A Writer Writes: Josh Swiller (Zambia) on having the coronavirus

 

On March 29th, RPCV writer Josh Swiller (Zambia 1994–96) posted the following on his FaceBook page:

 

Hi Everyone. Following up on the last post, I’m really seeing how important and supportive it is to share our stories and experiences. On that note, and in answer to the many questions I’ve received, what follows is a more in-depth account of what we went through.

The first week of March, Leah attended a group therapy conference in New York City. It has now come to light that dozens of attendees at that conference tested positive or have shown symptoms but couldn’t get tested. In fact, the first person we learned was a confirmed positive was an attendee from Singapore. They tested him as soon as he got off the plane back home as a matter of policy. Leah had sat next to him for two days. Another person who has since tested positive is a good friend of Leah’s from Virginia.

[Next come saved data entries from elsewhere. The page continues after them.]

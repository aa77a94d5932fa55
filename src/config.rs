use anyhow::{bail, Context, Result};
use rust_decimal::Decimal;
use std::collections::HashMap;
use std::env;
use std::path::PathBuf;
use std::str::FromStr;
use std::time::Duration;

use crate::networks::parse_chain_id;
use crate::price_feed::FeedConfig;
use crate::price_source::tracked_ids;

#[derive(Debug, Clone)]
pub struct Config {
    // Endpoints
    pub price_api_url: String,
    pub explorer_api_url: String,
    pub explorer_api_key: Option<String>,

    // Wallet
    pub rpc_url: Option<String>,
    pub private_key: Option<String>,
    pub wallet_address: Option<String>,
    pub chain_id: u64,

    // Price feed
    pub price_refresh_secs: u64,
    pub price_tick_ms: u64,
    pub jitter: Decimal,

    // Balances
    pub balance_poll_secs: u64,
    pub history_poll_secs: u64,
    pub demo_balances: HashMap<String, Decimal>,

    // Mode
    pub simulate_swaps: bool,
    pub data_dir: PathBuf,
    pub log_level: String,
}

fn var_or<T: FromStr>(name: &str, default: &str) -> Result<T>
where
    T::Err: std::fmt::Display,
{
    let raw = env::var(name).unwrap_or_else(|_| default.to_string());
    raw.trim()
        .parse()
        .map_err(|e| anyhow::anyhow!("{}", e))
        .with_context(|| format!("Invalid {}: {:?}", name, raw))
}

fn non_empty(name: &str) -> Option<String> {
    env::var(name).ok().filter(|v| !v.trim().is_empty())
}

/// Parse `SYMBOL:amount` pairs separated by commas, e.g. `USDT:10000,BTC:0.5`
pub fn parse_balances(raw: &str) -> Result<HashMap<String, Decimal>> {
    let mut balances = HashMap::new();
    for pair in raw.split(',').map(str::trim).filter(|p| !p.is_empty()) {
        let (symbol, amount) = pair
            .split_once(':')
            .with_context(|| format!("Expected SYMBOL:amount, got {:?}", pair))?;
        let amount: Decimal = amount
            .trim()
            .parse()
            .with_context(|| format!("Invalid amount in {:?}", pair))?;
        if amount < Decimal::ZERO {
            bail!("Negative balance in {:?}", pair);
        }
        balances.insert(symbol.trim().to_uppercase(), amount);
    }
    Ok(balances)
}

impl Config {
    pub fn from_env() -> Result<Self> {
        dotenvy::dotenv().ok();

        let config = Config {
            // Endpoints
            price_api_url: env::var("PRICE_API_URL")
                .unwrap_or_else(|_| "https://api.coingecko.com/api/v3".to_string()),
            explorer_api_url: env::var("EXPLORER_API_URL")
                .unwrap_or_else(|_| "https://api.etherscan.io/api".to_string()),
            explorer_api_key: non_empty("EXPLORER_API_KEY"),

            // Wallet
            rpc_url: non_empty("RPC_URL"),
            private_key: non_empty("PRIVATE_KEY"),
            wallet_address: non_empty("WALLET_ADDRESS"),
            chain_id: {
                let raw = env::var("CHAIN_ID").unwrap_or_else(|_| "1".to_string());
                parse_chain_id(&raw).with_context(|| format!("Invalid CHAIN_ID: {:?}", raw))?
            },

            // Price feed
            price_refresh_secs: var_or("PRICE_REFRESH_SECS", "60")?,
            price_tick_ms: var_or("PRICE_TICK_MS", "1000")?,
            jitter: var_or("JITTER", "0.0005")?,

            // Balances
            balance_poll_secs: var_or("BALANCE_POLL_SECS", "10")?,
            history_poll_secs: var_or("HISTORY_POLL_SECS", "60")?,
            demo_balances: parse_balances(
                &env::var("DEMO_BALANCES").unwrap_or_else(|_| "USDT:10000,BTC:0.5,SOL:50".to_string()),
            )
            .context("Invalid DEMO_BALANCES")?,

            // Mode
            simulate_swaps: env::var("SIMULATE_SWAPS")
                .unwrap_or_else(|_| "true".to_string())
                .parse()
                .unwrap_or(true),
            data_dir: PathBuf::from(env::var("DATA_DIR").unwrap_or_else(|_| "./data".to_string())),
            log_level: env::var("LOG_LEVEL").unwrap_or_else(|_| "info".to_string()),
        };

        config.validate()?;
        Ok(config)
    }

    fn validate(&self) -> Result<()> {
        if self.price_refresh_secs == 0 || self.price_tick_ms == 0 {
            bail!("Price intervals must be greater than zero");
        }
        if self.balance_poll_secs == 0 || self.history_poll_secs == 0 {
            bail!("Balance poll intervals must be greater than zero");
        }
        if self.jitter < Decimal::ZERO || self.jitter >= Decimal::ONE {
            bail!("JITTER must be in [0, 1), got {}", self.jitter);
        }
        Ok(())
    }

    pub fn feed_config(&self) -> FeedConfig {
        FeedConfig {
            asset_ids: tracked_ids(),
            refresh_interval: Duration::from_secs(self.price_refresh_secs),
            tick_interval: Duration::from_millis(self.price_tick_ms),
            jitter: self.jitter,
        }
    }

    pub fn balance_poll_interval(&self) -> Duration {
        Duration::from_secs(self.balance_poll_secs)
    }

    pub fn history_poll_interval(&self) -> Duration {
        Duration::from_secs(self.history_poll_secs)
    }
}

#[cfg(test)]
mod tests {
    use super::*;
    use rust_decimal_macros::dec;

    #[test]
    fn test_parse_balances() {
        let parsed = parse_balances("usdt:10000, BTC:0.5,,SOL : 50").unwrap();
        assert_eq!(parsed.len(), 3);
        assert_eq!(parsed["USDT"], dec!(10000));
        assert_eq!(parsed["BTC"], dec!(0.5));
        assert_eq!(parsed["SOL"], dec!(50));

        assert!(parse_balances("").unwrap().is_empty());
        assert!(parse_balances("USDT").is_err());
        assert!(parse_balances("USDT:lots").is_err());
        assert!(parse_balances("USDT:-1").is_err());
    }
}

The evening four days after returning, nine days after the conference began, Leah felt an intense wave of tiredness that she chalked up to her morning workout. It passed and she went to work the next day. The following evening, I began feeling exhausted and had a minor cough. The next morning, I was rapidly feeling worse. Shortly after we left the house, Leah got an email from the conference organizers saying there had been exposure at the conference and she should immediately quarantine.
We picked up the boys and went home. We were both feeling fatigued and ill. And also feeling something neither of us had ever felt before — brutally tight pain in the chest and shortness of breath.

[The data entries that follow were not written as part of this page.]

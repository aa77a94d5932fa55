//! Transaction history from an Etherscan-style explorer API.
//!
//! Native transfers (`action=txlist`) become `Send`/`Receive` in the chain's
//! native symbol, token transfers (`action=tokentx`) become `TokenTransfer`.

use async_trait::async_trait;
use chrono::{TimeZone, Utc};
use reqwest::Client;
use rust_decimal::Decimal;
use serde::Deserialize;
use std::time::Duration;
use tracing::{debug, warn};

use crate::error::FeedError;
use crate::types::{Direction, Transaction, TxKind, TxStatus};

const TIMEOUT_SECS: u64 = 15;
const DEFAULT_DECIMALS: u32 = 18;

/// Source of externally recorded transactions for a wallet
#[async_trait]
pub trait HistorySource: Send + Sync {
    async fn fetch(&self, address: &str, native_symbol: &str) -> Result<Vec<Transaction>, FeedError>;
}

#[derive(Debug, Deserialize)]
struct ExplorerResponse {
    status: String,
    message: String,
    result: serde_json::Value,
}

#[derive(Debug, Clone, Deserialize)]
#[serde(rename_all = "camelCase")]
struct ExplorerTx {
    hash: String,
    from: String,
    to: String,
    value: String,
    time_stamp: String,
    #[serde(default)]
    is_error: Option<String>,
    #[serde(default, rename = "txreceipt_status")]
    receipt_status: Option<String>,
    #[serde(default)]
    token_symbol: Option<String>,
    #[serde(default)]
    token_decimal: Option<String>,
    #[serde(default)]
    log_index: Option<String>,
}

impl ExplorerTx {
    fn failed(&self) -> bool {
        self.is_error.as_deref() == Some("1") || self.receipt_status.as_deref() == Some("0")
    }

    fn is_self_transfer(&self, address: &str) -> bool {
        self.from.eq_ignore_ascii_case(address) && self.to.eq_ignore_ascii_case(address)
    }

    /// Outgoing wins when both ends are the wallet
    fn direction(&self, address: &str) -> Option<Direction> {
        if self.from.eq_ignore_ascii_case(address) {
            Some(Direction::Out)
        } else if self.to.eq_ignore_ascii_case(address) {
            Some(Direction::In)
        } else {
            None
        }
    }
}

/// Scale an integer amount in the smallest unit down by `decimals`.
/// Anything unparseable counts as zero.
pub fn scale_units(raw: &str, decimals: u32) -> Decimal {
    let parsed = raw
        .trim()
        .parse::<i128>()
        .map_err(|e| e.to_string())
        .and_then(|units| {
            Decimal::try_from_i128_with_scale(units, decimals).map_err(|e| e.to_string())
        });

    match parsed {
        Ok(amount) => amount.normalize(),
        Err(e) => {
            warn!("Unparseable explorer value {:?} ({} decimals): {}", raw, decimals, e);
            Decimal::ZERO
        }
    }
}

/// Explorer client (Etherscan, Polygonscan, BscScan share the API)
pub struct ExplorerClient {
    client: Client,
    base_url: String,
    api_key: Option<String>,
}

impl ExplorerClient {
    pub fn new(base_url: &str, api_key: Option<String>) -> Self {
        let client = Client::builder()
            .timeout(Duration::from_secs(TIMEOUT_SECS))
            .build()
            .unwrap_or_default();

        Self {
            client,
            base_url: base_url.trim_end_matches('/').to_string(),
            api_key,
        }
    }

    fn url(&self, action: &str, address: &str) -> String {
        let mut url = format!(
            "{}?module=account&action={}&address={}&startblock=0&endblock=99999999&sort=asc",
            self.base_url, action, address
        );
        if let Some(key) = &self.api_key {
            url.push_str("&apikey=");
            url.push_str(key);
        }
        url
    }

    async fn fetch_list(&self, action: &str, address: &str) -> Result<Vec<ExplorerTx>, FeedError> {
        let response = self.client.get(self.url(action, address)).send().await?;
        if !response.status().is_success() {
            return Err(FeedError::Status {
                source_name: "explorer",
                status: response.status().as_u16(),
            });
        }

        let body: ExplorerResponse = response.json().await?;
        parse_explorer_response(body)
    }
}

fn parse_explorer_response(body: ExplorerResponse) -> Result<Vec<ExplorerTx>, FeedError> {
    if body.status == "1" {
        return serde_json::from_value(body.result).map_err(|e| FeedError::Parse(e.to_string()));
    }
    if body.message.starts_with("No transactions found") {
        return Ok(vec![]);
    }
    Err(FeedError::Parse(format!("explorer error: {} ({})", body.message, body.result)))
}

#[async_trait]
impl HistorySource for ExplorerClient {
    async fn fetch(&self, address: &str, native_symbol: &str) -> Result<Vec<Transaction>, FeedError> {
        let (native, tokens) = tokio::try_join!(
            self.fetch_list("txlist", address),
            self.fetch_list("tokentx", address),
        )?;
        debug!(
            "Explorer returned {} native and {} token transfers for {}",
            native.len(),
            tokens.len(),
            address
        );

        let mut transactions = native_transactions(&native, address, native_symbol);
        transactions.extend(token_transactions(&tokens, address));
        // Stable: same-second records keep explorer order
        transactions.sort_by_key(|tx| tx.timestamp);
        Ok(transactions)
    }
}

fn timestamp_of(record: &ExplorerTx) -> chrono::DateTime<Utc> {
    record
        .time_stamp
        .parse::<i64>()
        .ok()
        .and_then(|secs| Utc.timestamp_opt(secs, 0).single())
        .unwrap_or_else(Utc::now)
}

fn status_of(record: &ExplorerTx) -> TxStatus {
    if record.failed() {
        TxStatus::Failed
    } else {
        TxStatus::Completed
    }
}

fn native_transactions(records: &[ExplorerTx], address: &str, native_symbol: &str) -> Vec<Transaction> {
    records
        .iter()
        .filter_map(|record| {
            let direction = record.direction(address)?;
            let amount = scale_units(&record.value, DEFAULT_DECIMALS).to_string();
            let symbol = native_symbol.to_string();
            let kind = match direction {
                Direction::In => TxKind::Receive { symbol, amount },
                Direction::Out => TxKind::Send { symbol, amount },
            };

            Some(Transaction {
                id: record.hash.clone(),
                kind,
                hash: Some(record.hash.clone()),
                timestamp: timestamp_of(record),
                status: status_of(record),
            })
        })
        .collect()
}

fn token_transactions(records: &[ExplorerTx], address: &str) -> Vec<Transaction> {
    records
        .iter()
        .enumerate()
        .filter_map(|(position, record)| {
            // Tokens sent to oneself never leave the wallet
            if record.is_self_transfer(address) {
                debug!("Skipping token self-transfer {}", record.hash);
                return None;
            }
            let direction = record.direction(address)?;
            let decimals = record
                .token_decimal
                .as_deref()
                .and_then(|d| d.parse().ok())
                .unwrap_or(DEFAULT_DECIMALS);
            let symbol = record
                .token_symbol
                .clone()
                .unwrap_or_else(|| "UNKNOWN".to_string());
            let log_position = record
                .log_index
                .clone()
                .unwrap_or_else(|| position.to_string());

            Some(Transaction {
                id: format!("{}:{}", record.hash, log_position),
                kind: TxKind::TokenTransfer {
                    symbol,
                    amount: scale_units(&record.value, decimals).to_string(),
                    direction,
                },
                hash: Some(record.hash.clone()),
                timestamp: timestamp_of(record),
                status: status_of(record),
            })
        })
        .collect()
}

On Friday, we got tested. The test was negative for strep and all flus. Two days later it came back negative for coronavirus. This was confusing as we were still sick. (It’s now come to light that the tests have a lot of false negatives. I was also in constant contact with my GP who had no doubt it was coronavirus and kept us in quarantine.) We were prescribed inhalers which helped when the chest pain was at its worst.

Leah began to improve. She recovered in less than half the time I did. (Yes, women are stronger than men.) I was beginning to improve too but then, seven days in, I relapsed hard, and my shortness of breath got so disturbing and unlike anything I’d ever experienced that I went to the emergency room. My O2 level was normal though so after a few hours they sent me home.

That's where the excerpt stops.